The only existing model of text that has been developed explicitly for computational purposes is represented by the so-called OHCO model15, the limitations of which are widely known 16 17 1819 20. However, as it reflects upon the fundamental way of functioning of the most important technology used so far for the production of digital editions, i.e. XML, in spite of its inadequacy, it still represents a fundamental approach for editorial endeavours: if one edits using XML and TEI, then one will have to adopt some sort of model which strongly relates to the OHCO model. But besides all the issues already pointed out by earlier critics, there is a series of facts and entities which are outside the scope of the OHCO model but which are nevertheless of fundamental importance in scholarly editing; namely, what is an edition? What is a work? What is the relationship between an edition and the text it edits, and the work the text represents? What is the function of the reader and of the editor in establishing the text and the edition?

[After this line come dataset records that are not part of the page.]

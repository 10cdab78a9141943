use std::sync::Arc;

use glam::Vec2;
use im_canvas::context::{Context, reset_global};
use im_canvas::{DrawList, Font, GridFont, SharedData, TextureId, context, context_mut};

#[test]
fn test_default_font_is_active_initially() {
    let ctx = Context::new();
    assert!(Arc::ptr_eq(&ctx.font(), ctx.default_font()));
}

#[test]
fn test_user_font_is_shared_not_owned() {
    let mut ctx = Context::new();
    let user: Arc<dyn Font> = Arc::new(GridFont::new(TextureId(7), Vec2::new(8.0, 16.0), 16, ' ', 95));
    ctx.set_font(&user);

    assert_eq!(ctx.font().atlas_texture_id(), TextureId(7));
    // The context holds only a weak handle.
    assert_eq!(Arc::strong_count(&user), 1);

    ctx.reset_font();
    assert_eq!(ctx.font().atlas_texture_id(), TextureId::default());
}

#[test]
#[cfg_attr(debug_assertions, should_panic)]
fn test_dropped_font_is_a_contract_violation() {
    let mut ctx = Context::new();
    let user: Arc<dyn Font> = Arc::new(GridFont::new(TextureId(7), Vec2::splat(8.0), 16, ' ', 95));
    ctx.set_font(&user);
    drop(user);
    // Release builds fall back to the default font.
    assert_eq!(ctx.font().atlas_texture_id(), TextureId::default());
}

#[test]
fn test_shared_data_override() {
    let mut ctx = Context::new();
    let mut custom = SharedData::default();
    custom.set_curve_tessellation_tolerance(0.5);
    let custom = Arc::new(custom);

    ctx.set_shared_data(Some(custom.clone()));
    assert!(Arc::ptr_eq(&ctx.shared_data(), &custom));

    ctx.set_shared_data(None);
    assert!(Arc::ptr_eq(&ctx.shared_data(), ctx.default_shared_data()));
}

// The global context is process-wide; everything touching it lives in one test.
#[test]
fn test_global_context() {
    reset_global();
    let default_tables = context().shared_data();

    let mut custom = SharedData::default();
    custom.set_circle_segment_max_error(1.0);
    let custom = Arc::new(custom);
    context_mut().set_shared_data(Some(custom.clone()));

    let list = DrawList::from_context();
    assert_eq!(list.shared_data().circle_segment_max_error(), 1.0);

    reset_global();
    assert!(!Arc::ptr_eq(&context().shared_data(), &custom));
    assert_eq!(
        context().shared_data().circle_segment_max_error(),
        default_tables.circle_segment_max_error()
    );
}
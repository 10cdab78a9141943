//! # Theme
//!
//! Named styling constants consumed when emitting widget-shaped primitives.
//! A theme is plain data; clone it freely.

use std::ops::{Index, IndexMut};
use std::path::PathBuf;

use glam::Vec2;
use serde::{Deserialize, Serialize};

use crate::color::Color;
use crate::math::Extent;

/// Slot in the theme's color palette.
#[derive(Clone, Copy, Debug, PartialEq, Eq, Hash, Serialize, Deserialize)]
pub enum ThemeCategory {
    Text,
    TextDisabled,
    WindowBackground,
    Border,
    TitleBackground,
    TitleBackgroundActive,
    Button,
    ButtonHovered,
    ButtonActive,
    ResizeGrip,
    ResizeGripHovered,
    Separator,
}

impl ThemeCategory {
    pub const COUNT: usize = 12;

    pub const ALL: [ThemeCategory; Self::COUNT] = [
        Self::Text,
        Self::TextDisabled,
        Self::WindowBackground,
        Self::Border,
        Self::TitleBackground,
        Self::TitleBackgroundActive,
        Self::Button,
        Self::ButtonHovered,
        Self::ButtonActive,
        Self::ResizeGrip,
        Self::ResizeGripHovered,
        Self::Separator,
    ];

    pub const fn index(self) -> usize {
        self as usize
    }
}

#[derive(Clone, Debug, PartialEq, Serialize, Deserialize)]
pub struct Theme {
    pub font_path: PathBuf,
    pub font_size: f32,
    pub title_bar_height: f32,
    pub window_rounding: f32,
    pub window_padding: Extent,
    pub window_min_size: Extent,
    pub window_border_size: f32,
    pub resize_grip_size: f32,
    pub item_spacing: Extent,
    pub item_inner_spacing: Extent,
    pub frame_rounding: f32,
    pub colors: [Color; ThemeCategory::COUNT],
}

impl Default for Theme {
    fn default() -> Self {
        Self::default_theme()
    }
}

impl Index<ThemeCategory> for Theme {
    type Output = Color;

    fn index(&self, category: ThemeCategory) -> &Color {
        &self.colors[category.index()]
    }
}

impl IndexMut<ThemeCategory> for Theme {
    fn index_mut(&mut self, category: ThemeCategory) -> &mut Color {
        &mut self.colors[category.index()]
    }
}

impl Theme {
    /// Dark theme used when the host supplies nothing else.
    pub fn default_theme() -> Self {
        let mut colors = [Color::BLACK; ThemeCategory::COUNT];
        let mut set = |c: ThemeCategory, r, g, b, a| colors[c.index()] = Color::from_rgba8(r, g, b, a);
        set(ThemeCategory::Text, 230, 230, 230, 255);
        set(ThemeCategory::TextDisabled, 128, 128, 128, 255);
        set(ThemeCategory::WindowBackground, 15, 15, 18, 240);
        set(ThemeCategory::Border, 110, 110, 128, 128);
        set(ThemeCategory::TitleBackground, 10, 10, 10, 255);
        set(ThemeCategory::TitleBackgroundActive, 41, 74, 122, 255);
        set(ThemeCategory::Button, 66, 150, 250, 102);
        set(ThemeCategory::ButtonHovered, 66, 150, 250, 255);
        set(ThemeCategory::ButtonActive, 15, 135, 250, 255);
        set(ThemeCategory::ResizeGrip, 66, 150, 250, 51);
        set(ThemeCategory::ResizeGripHovered, 66, 150, 250, 171);
        set(ThemeCategory::Separator, 110, 110, 128, 128);

        Self {
            font_path: PathBuf::from("fonts/default.ttf"),
            font_size: 13.0,
            title_bar_height: 19.0,
            window_rounding: 4.0,
            window_padding: Vec2::new(8.0, 8.0),
            window_min_size: Vec2::new(32.0, 32.0),
            window_border_size: 1.0,
            resize_grip_size: 12.0,
            item_spacing: Vec2::new(8.0, 4.0),
            item_inner_spacing: Vec2::new(4.0, 4.0),
            frame_rounding: 2.0,
            colors,
        }
    }

    /// A light, square-cornered variant. Differs from the default in every
    /// color and metric so tests can tell the two apart.
    pub fn another_theme_for_test() -> Self {
        let mut colors = [Color::WHITE; ThemeCategory::COUNT];
        let mut set = |c: ThemeCategory, r, g, b, a| colors[c.index()] = Color::from_rgba8(r, g, b, a);
        set(ThemeCategory::Text, 0, 0, 0, 255);
        set(ThemeCategory::TextDisabled, 153, 153, 153, 255);
        set(ThemeCategory::WindowBackground, 240, 240, 240, 255);
        set(ThemeCategory::Border, 0, 0, 0, 77);
        set(ThemeCategory::TitleBackground, 245, 245, 245, 255);
        set(ThemeCategory::TitleBackgroundActive, 209, 209, 209, 255);
        set(ThemeCategory::Button, 200, 200, 200, 255);
        set(ThemeCategory::ButtonHovered, 180, 200, 240, 255);
        set(ThemeCategory::ButtonActive, 150, 180, 240, 255);
        set(ThemeCategory::ResizeGrip, 90, 90, 90, 40);
        set(ThemeCategory::ResizeGripHovered, 90, 90, 90, 160);
        set(ThemeCategory::Separator, 99, 99, 99, 158);

        Self {
            font_path: PathBuf::from("fonts/test.ttf"),
            font_size: 16.0,
            title_bar_height: 24.0,
            window_rounding: 0.0,
            window_padding: Vec2::new(4.0, 4.0),
            window_min_size: Vec2::new(64.0, 48.0),
            window_border_size: 2.0,
            resize_grip_size: 16.0,
            item_spacing: Vec2::new(6.0, 6.0),
            item_inner_spacing: Vec2::new(2.0, 2.0),
            frame_rounding: 0.0,
            colors,
        }
    }

    pub fn color(&self, category: ThemeCategory) -> Color {
        self[category]
    }

    pub fn set_color(&mut self, category: ThemeCategory, color: Color) {
        self[category] = color;
    }
}
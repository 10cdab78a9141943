//! # Context
//!
//! Owner of the default [`SharedData`] and the default font, plus the
//! currently active pair. A process-wide instance is created on first access;
//! hosts that prefer explicit state can build their own [`Context`] per thread.
//!
//! The context holds only a weak reference to a user-installed font, so a
//! font the host drops is never kept alive (and never forms a cycle) here.

use std::sync::{Arc, PoisonError, RwLock, RwLockReadGuard, RwLockWriteGuard, Weak};

use once_cell::sync::Lazy;

use crate::error::{DrawError, contract_violation};
use crate::font::{Font, GridFont};
use crate::shared_data::SharedData;

#[derive(Debug)]
pub struct Context {
    shared_data: Arc<SharedData>,
    active_shared_data: Option<Arc<SharedData>>,
    default_font: Arc<dyn Font>,
    active_font: Option<Weak<dyn Font>>,
}

impl Default for Context {
    fn default() -> Self {
        Self::new()
    }
}

impl Context {
    pub fn new() -> Self {
        Self::with_defaults(SharedData::default(), Arc::new(GridFont::default()))
    }

    pub fn with_defaults(shared_data: SharedData, default_font: Arc<dyn Font>) -> Self {
        Self {
            shared_data: Arc::new(shared_data),
            active_shared_data: None,
            default_font,
            active_font: None,
        }
    }

    /// The active tables: the installed override, or the context's own.
    pub fn shared_data(&self) -> Arc<SharedData> {
        self.active_shared_data
            .as_ref()
            .unwrap_or(&self.shared_data)
            .clone()
    }

    pub fn default_shared_data(&self) -> &Arc<SharedData> {
        &self.shared_data
    }

    /// Installs `shared_data` as active; `None` reverts to the default tables.
    pub fn set_shared_data(&mut self, shared_data: Option<Arc<SharedData>>) {
        self.active_shared_data = shared_data;
    }

    /// The active font. A user font that has since been dropped is a
    /// contract violation; release builds fall back to the default font.
    pub fn font(&self) -> Arc<dyn Font> {
        match &self.active_font {
            None => self.default_font.clone(),
            Some(weak) => match weak.upgrade() {
                Some(font) => font,
                None => {
                    contract_violation(DrawError::ActiveFontDropped);
                    self.default_font.clone()
                }
            },
        }
    }

    pub fn default_font(&self) -> &Arc<dyn Font> {
        &self.default_font
    }

    /// Makes `font` active. The caller keeps ownership.
    pub fn set_font(&mut self, font: &Arc<dyn Font>) {
        self.active_font = Some(Arc::downgrade(font));
    }

    pub fn reset_font(&mut self) {
        self.active_font = None;
    }
}

static CONTEXT: Lazy<RwLock<Context>> = Lazy::new(|| {
    tracing::debug!("global drawing context created");
    RwLock::new(Context::new())
});

/// Read access to the process-wide context.
pub fn context() -> RwLockReadGuard<'static, Context> {
    CONTEXT.read().unwrap_or_else(PoisonError::into_inner)
}

/// Write access to the process-wide context. Serialise mutation externally,
/// conventionally during startup.
pub fn context_mut() -> RwLockWriteGuard<'static, Context> {
    CONTEXT.write().unwrap_or_else(PoisonError::into_inner)
}

/// Restores the process-wide context to its freshly constructed state.
pub fn reset_global() {
    *context_mut() = Context::new();
}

The edition of a text, any text, embodies a model of the work which the text represents. In the same way that a map can be considered a model of the earth built for a specific purpose, an edition of a text can be considered as a model of the text itself, because it represents a selection of the infinite features of a text according to particular point of view, scholarly or not. Selecting also mean simplifying: a model is necessarily a simplification of a real life object, which makes it more apt to analysis and manipulation, In a contribution from 2009 Michael Sperberg-McQueen declared that there are three things to consider when we edit a text (p. 31)21:

There is an infinite set of facts related to the work being edited.
Any edition records a selection from the observable and the recoverable portions of this infinite set of facts.
Each edition provides some specific presentation of its selection.
In saying this he declared an edition to be a model of a work, where the act of selecting features from the uninterrupted continuity of the reality is the defining act of modelling, the purpose of which in turn is to provide a discrete selection of facts to be interpreted. The present research stems from this consideration and proposes a new, comprehensive conceptual model of the editorial domain, which could be called the Digital Editing Model, or DEM.

The conceptual model deals with the following entities:

Documents, i.e. physical objects that contain some sort of information; therefore a book is a document, as is a leaf with some writing on, a stone, and so on. More generally, a document is a physical object that has some text on it, or more formally, a Verbal Text Bearing Object, or VTBO. This definition willingly and knowingly omits non-verbal documents, as the object of the present research is to analyze and model written and verbal texts with the purpose of editing them.[1]
User-function: any type of human interaction with the documents. The entity represents set of functions, more than human beings, such as, for instance, reading, editing, collecting, preserving, transcribing, analyzing etc.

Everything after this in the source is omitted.